Assigned task: Locate, in the data below, the line that contains "return false;" and the line that contains "shutdown.cancel();"; reproduce exactly those two lines and every line between them, nothing more.

[Stored data entries]
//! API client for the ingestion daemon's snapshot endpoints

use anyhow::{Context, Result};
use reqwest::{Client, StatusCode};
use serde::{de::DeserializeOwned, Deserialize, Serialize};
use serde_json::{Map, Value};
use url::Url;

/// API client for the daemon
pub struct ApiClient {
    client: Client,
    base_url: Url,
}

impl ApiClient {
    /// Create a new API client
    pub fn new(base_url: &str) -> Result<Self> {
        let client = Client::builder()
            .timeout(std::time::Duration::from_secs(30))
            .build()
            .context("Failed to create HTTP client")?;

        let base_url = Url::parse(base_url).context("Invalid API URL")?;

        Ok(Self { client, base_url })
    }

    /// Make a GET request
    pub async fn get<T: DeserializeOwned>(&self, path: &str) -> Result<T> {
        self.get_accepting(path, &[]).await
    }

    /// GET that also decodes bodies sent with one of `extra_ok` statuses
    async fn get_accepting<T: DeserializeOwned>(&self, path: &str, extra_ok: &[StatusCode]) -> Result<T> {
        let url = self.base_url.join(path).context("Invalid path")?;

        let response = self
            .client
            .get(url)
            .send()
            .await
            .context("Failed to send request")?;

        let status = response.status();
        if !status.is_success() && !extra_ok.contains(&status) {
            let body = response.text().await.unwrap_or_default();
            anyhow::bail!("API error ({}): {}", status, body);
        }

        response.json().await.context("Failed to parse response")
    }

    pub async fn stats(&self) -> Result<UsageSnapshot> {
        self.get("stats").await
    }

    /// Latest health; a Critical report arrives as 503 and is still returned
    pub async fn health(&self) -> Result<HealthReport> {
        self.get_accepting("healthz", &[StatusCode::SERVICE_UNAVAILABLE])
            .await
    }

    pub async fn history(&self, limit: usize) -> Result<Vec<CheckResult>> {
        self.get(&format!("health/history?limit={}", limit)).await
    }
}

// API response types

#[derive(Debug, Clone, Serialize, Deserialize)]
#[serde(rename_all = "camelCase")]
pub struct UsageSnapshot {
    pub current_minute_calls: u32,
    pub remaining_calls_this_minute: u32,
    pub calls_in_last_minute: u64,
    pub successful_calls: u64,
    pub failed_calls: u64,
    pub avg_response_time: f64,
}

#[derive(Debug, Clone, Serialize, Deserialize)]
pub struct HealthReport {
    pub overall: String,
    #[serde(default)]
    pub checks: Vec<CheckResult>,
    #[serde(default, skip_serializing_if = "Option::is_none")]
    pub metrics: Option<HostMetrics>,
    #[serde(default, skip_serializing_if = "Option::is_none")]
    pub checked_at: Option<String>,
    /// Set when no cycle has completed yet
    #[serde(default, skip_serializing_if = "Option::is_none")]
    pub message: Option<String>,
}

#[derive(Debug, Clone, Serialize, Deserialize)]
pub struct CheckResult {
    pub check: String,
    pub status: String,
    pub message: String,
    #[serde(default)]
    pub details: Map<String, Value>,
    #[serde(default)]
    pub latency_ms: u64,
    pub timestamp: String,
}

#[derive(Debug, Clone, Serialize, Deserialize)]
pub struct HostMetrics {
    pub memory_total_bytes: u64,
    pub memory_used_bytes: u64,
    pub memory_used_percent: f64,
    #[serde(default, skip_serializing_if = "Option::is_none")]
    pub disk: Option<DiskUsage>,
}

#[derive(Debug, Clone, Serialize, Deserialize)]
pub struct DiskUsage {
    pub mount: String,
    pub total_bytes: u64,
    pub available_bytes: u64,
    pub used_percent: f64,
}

---

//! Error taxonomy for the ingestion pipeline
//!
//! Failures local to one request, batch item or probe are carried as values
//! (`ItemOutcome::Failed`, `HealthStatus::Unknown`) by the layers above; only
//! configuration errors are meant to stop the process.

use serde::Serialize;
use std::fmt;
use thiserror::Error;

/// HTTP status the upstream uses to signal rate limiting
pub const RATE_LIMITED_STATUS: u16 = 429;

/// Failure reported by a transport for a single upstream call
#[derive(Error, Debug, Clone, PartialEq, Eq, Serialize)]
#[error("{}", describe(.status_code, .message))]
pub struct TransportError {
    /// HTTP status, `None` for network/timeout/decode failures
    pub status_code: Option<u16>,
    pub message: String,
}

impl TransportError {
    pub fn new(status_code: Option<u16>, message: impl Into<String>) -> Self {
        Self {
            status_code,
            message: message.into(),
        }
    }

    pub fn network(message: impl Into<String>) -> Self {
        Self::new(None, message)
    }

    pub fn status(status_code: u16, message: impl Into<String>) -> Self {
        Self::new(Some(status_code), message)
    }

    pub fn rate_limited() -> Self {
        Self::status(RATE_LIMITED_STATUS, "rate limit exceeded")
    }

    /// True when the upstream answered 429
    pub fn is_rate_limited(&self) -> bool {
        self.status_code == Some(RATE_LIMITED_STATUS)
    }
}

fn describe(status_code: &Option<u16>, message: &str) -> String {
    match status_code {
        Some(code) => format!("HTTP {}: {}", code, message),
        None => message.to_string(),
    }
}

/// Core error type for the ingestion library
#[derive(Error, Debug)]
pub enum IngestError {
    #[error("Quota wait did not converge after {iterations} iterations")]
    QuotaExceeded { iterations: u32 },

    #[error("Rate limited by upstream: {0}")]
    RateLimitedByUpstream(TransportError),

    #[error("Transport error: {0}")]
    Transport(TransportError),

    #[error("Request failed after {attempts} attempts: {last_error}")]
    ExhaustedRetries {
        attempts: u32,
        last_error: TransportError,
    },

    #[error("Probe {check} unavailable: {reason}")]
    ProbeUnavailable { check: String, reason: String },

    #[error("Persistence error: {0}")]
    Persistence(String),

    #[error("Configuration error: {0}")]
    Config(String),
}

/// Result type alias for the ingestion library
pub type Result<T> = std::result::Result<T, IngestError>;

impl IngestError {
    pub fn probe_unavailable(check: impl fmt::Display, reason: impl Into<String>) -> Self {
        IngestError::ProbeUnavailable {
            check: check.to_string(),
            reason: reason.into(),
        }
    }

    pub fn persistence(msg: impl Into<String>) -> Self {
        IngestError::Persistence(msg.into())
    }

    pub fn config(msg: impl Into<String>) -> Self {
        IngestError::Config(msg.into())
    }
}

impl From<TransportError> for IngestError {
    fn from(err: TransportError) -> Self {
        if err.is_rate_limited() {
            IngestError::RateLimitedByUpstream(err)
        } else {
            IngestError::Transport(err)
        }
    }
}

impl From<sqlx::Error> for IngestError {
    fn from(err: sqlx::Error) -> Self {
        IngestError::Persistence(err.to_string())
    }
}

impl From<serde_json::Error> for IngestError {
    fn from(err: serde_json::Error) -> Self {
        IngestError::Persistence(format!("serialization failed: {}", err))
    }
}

==

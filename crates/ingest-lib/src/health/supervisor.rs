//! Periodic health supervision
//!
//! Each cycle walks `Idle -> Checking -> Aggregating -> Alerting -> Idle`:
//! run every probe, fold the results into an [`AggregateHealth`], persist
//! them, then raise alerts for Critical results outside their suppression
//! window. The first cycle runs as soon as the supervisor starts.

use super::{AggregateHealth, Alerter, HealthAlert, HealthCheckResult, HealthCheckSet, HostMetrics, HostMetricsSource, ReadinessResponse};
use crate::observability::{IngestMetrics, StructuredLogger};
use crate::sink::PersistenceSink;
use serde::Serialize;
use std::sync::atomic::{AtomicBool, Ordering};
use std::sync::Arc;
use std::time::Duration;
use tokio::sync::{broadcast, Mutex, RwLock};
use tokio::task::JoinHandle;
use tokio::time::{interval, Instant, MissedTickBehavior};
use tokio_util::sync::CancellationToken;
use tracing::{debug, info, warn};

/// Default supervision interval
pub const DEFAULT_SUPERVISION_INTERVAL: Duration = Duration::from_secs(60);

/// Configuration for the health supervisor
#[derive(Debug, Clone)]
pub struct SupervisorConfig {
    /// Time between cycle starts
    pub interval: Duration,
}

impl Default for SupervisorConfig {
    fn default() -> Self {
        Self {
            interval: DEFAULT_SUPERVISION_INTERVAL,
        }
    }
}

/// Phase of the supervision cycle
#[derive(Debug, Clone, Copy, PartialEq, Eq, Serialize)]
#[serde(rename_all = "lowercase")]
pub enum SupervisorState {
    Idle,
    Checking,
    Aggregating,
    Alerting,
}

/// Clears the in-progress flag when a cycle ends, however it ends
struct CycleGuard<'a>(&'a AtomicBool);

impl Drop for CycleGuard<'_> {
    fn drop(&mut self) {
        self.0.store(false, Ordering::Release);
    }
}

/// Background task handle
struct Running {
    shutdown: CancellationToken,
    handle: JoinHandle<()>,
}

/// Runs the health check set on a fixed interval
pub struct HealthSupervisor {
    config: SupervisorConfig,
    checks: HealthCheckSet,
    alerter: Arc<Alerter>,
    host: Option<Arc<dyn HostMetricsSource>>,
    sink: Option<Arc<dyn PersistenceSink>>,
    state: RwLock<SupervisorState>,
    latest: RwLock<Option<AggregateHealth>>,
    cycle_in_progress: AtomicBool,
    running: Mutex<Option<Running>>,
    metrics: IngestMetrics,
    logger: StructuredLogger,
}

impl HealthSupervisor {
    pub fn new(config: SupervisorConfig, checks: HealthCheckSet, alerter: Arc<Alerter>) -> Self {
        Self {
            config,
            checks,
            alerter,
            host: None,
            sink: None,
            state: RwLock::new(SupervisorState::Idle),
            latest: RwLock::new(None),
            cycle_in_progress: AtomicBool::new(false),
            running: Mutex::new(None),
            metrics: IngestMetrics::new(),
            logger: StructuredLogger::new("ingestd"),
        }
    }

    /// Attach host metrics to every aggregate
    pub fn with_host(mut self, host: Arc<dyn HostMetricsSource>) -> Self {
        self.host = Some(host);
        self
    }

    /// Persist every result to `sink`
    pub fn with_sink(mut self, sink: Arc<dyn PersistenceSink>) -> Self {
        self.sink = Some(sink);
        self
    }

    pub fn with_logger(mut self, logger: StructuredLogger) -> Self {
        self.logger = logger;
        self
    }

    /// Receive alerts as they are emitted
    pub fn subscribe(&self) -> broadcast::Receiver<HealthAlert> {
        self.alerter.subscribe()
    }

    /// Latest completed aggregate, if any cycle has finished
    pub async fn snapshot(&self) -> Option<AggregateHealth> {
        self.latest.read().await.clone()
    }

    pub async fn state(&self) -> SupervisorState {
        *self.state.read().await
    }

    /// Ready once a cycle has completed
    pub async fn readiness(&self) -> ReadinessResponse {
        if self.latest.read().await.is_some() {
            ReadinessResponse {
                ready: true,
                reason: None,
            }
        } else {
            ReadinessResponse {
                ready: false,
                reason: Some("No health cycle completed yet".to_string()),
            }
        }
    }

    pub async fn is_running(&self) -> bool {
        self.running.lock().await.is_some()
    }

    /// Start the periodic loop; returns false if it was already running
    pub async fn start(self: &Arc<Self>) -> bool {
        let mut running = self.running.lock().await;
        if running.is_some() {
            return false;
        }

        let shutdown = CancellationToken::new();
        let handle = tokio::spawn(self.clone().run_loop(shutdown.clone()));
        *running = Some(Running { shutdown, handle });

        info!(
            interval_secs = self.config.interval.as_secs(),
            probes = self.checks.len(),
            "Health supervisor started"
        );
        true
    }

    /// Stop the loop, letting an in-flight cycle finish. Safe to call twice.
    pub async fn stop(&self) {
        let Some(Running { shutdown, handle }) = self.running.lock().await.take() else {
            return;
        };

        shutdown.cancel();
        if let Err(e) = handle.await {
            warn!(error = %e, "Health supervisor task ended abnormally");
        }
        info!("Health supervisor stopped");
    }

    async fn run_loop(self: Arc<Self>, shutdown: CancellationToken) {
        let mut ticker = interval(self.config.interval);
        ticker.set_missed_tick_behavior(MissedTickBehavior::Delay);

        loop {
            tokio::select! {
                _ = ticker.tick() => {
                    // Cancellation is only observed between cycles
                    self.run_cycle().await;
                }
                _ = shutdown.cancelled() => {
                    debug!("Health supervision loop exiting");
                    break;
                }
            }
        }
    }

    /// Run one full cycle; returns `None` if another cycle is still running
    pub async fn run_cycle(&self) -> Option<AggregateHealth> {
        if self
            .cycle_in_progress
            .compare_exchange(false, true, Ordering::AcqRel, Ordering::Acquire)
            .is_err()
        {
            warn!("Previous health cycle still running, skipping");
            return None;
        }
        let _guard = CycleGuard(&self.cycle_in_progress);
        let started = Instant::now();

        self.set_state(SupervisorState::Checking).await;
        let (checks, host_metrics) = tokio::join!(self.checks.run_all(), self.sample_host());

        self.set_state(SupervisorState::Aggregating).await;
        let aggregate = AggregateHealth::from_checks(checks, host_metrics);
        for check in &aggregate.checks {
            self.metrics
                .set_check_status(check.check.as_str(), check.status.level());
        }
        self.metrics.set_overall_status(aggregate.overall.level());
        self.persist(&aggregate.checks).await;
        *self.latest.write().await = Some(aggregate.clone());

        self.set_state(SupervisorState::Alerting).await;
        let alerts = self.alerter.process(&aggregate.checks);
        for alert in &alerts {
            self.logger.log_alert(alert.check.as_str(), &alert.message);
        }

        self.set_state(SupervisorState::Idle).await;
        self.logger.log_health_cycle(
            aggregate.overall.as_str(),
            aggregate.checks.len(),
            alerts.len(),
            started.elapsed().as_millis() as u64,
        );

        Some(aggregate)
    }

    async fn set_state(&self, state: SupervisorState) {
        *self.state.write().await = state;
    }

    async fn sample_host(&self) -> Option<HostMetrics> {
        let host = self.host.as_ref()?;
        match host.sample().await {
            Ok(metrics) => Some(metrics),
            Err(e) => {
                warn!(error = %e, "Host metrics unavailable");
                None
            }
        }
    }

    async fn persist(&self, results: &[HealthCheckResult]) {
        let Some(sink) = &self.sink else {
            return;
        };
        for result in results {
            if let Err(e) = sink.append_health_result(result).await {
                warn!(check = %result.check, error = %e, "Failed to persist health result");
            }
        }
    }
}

Answer box:
            return false;
        }

        let shutdown = CancellationToken::new();
        let handle = tokio::spawn(self.clone().run_loop(shutdown.clone()));
        *running = Some(Running { shutdown, handle });

        info!(
            interval_secs = self.config.interval.as_secs(),
            probes = self.checks.len(),
            "Health supervisor started"
        );
        true
    }

    /// Stop the loop, letting an in-flight cycle finish. Safe to call twice.
    pub async fn stop(&self) {
        let Some(Running { shutdown, handle }) = self.running.lock().await.take() else {
            return;
        };

        shutdown.cancel();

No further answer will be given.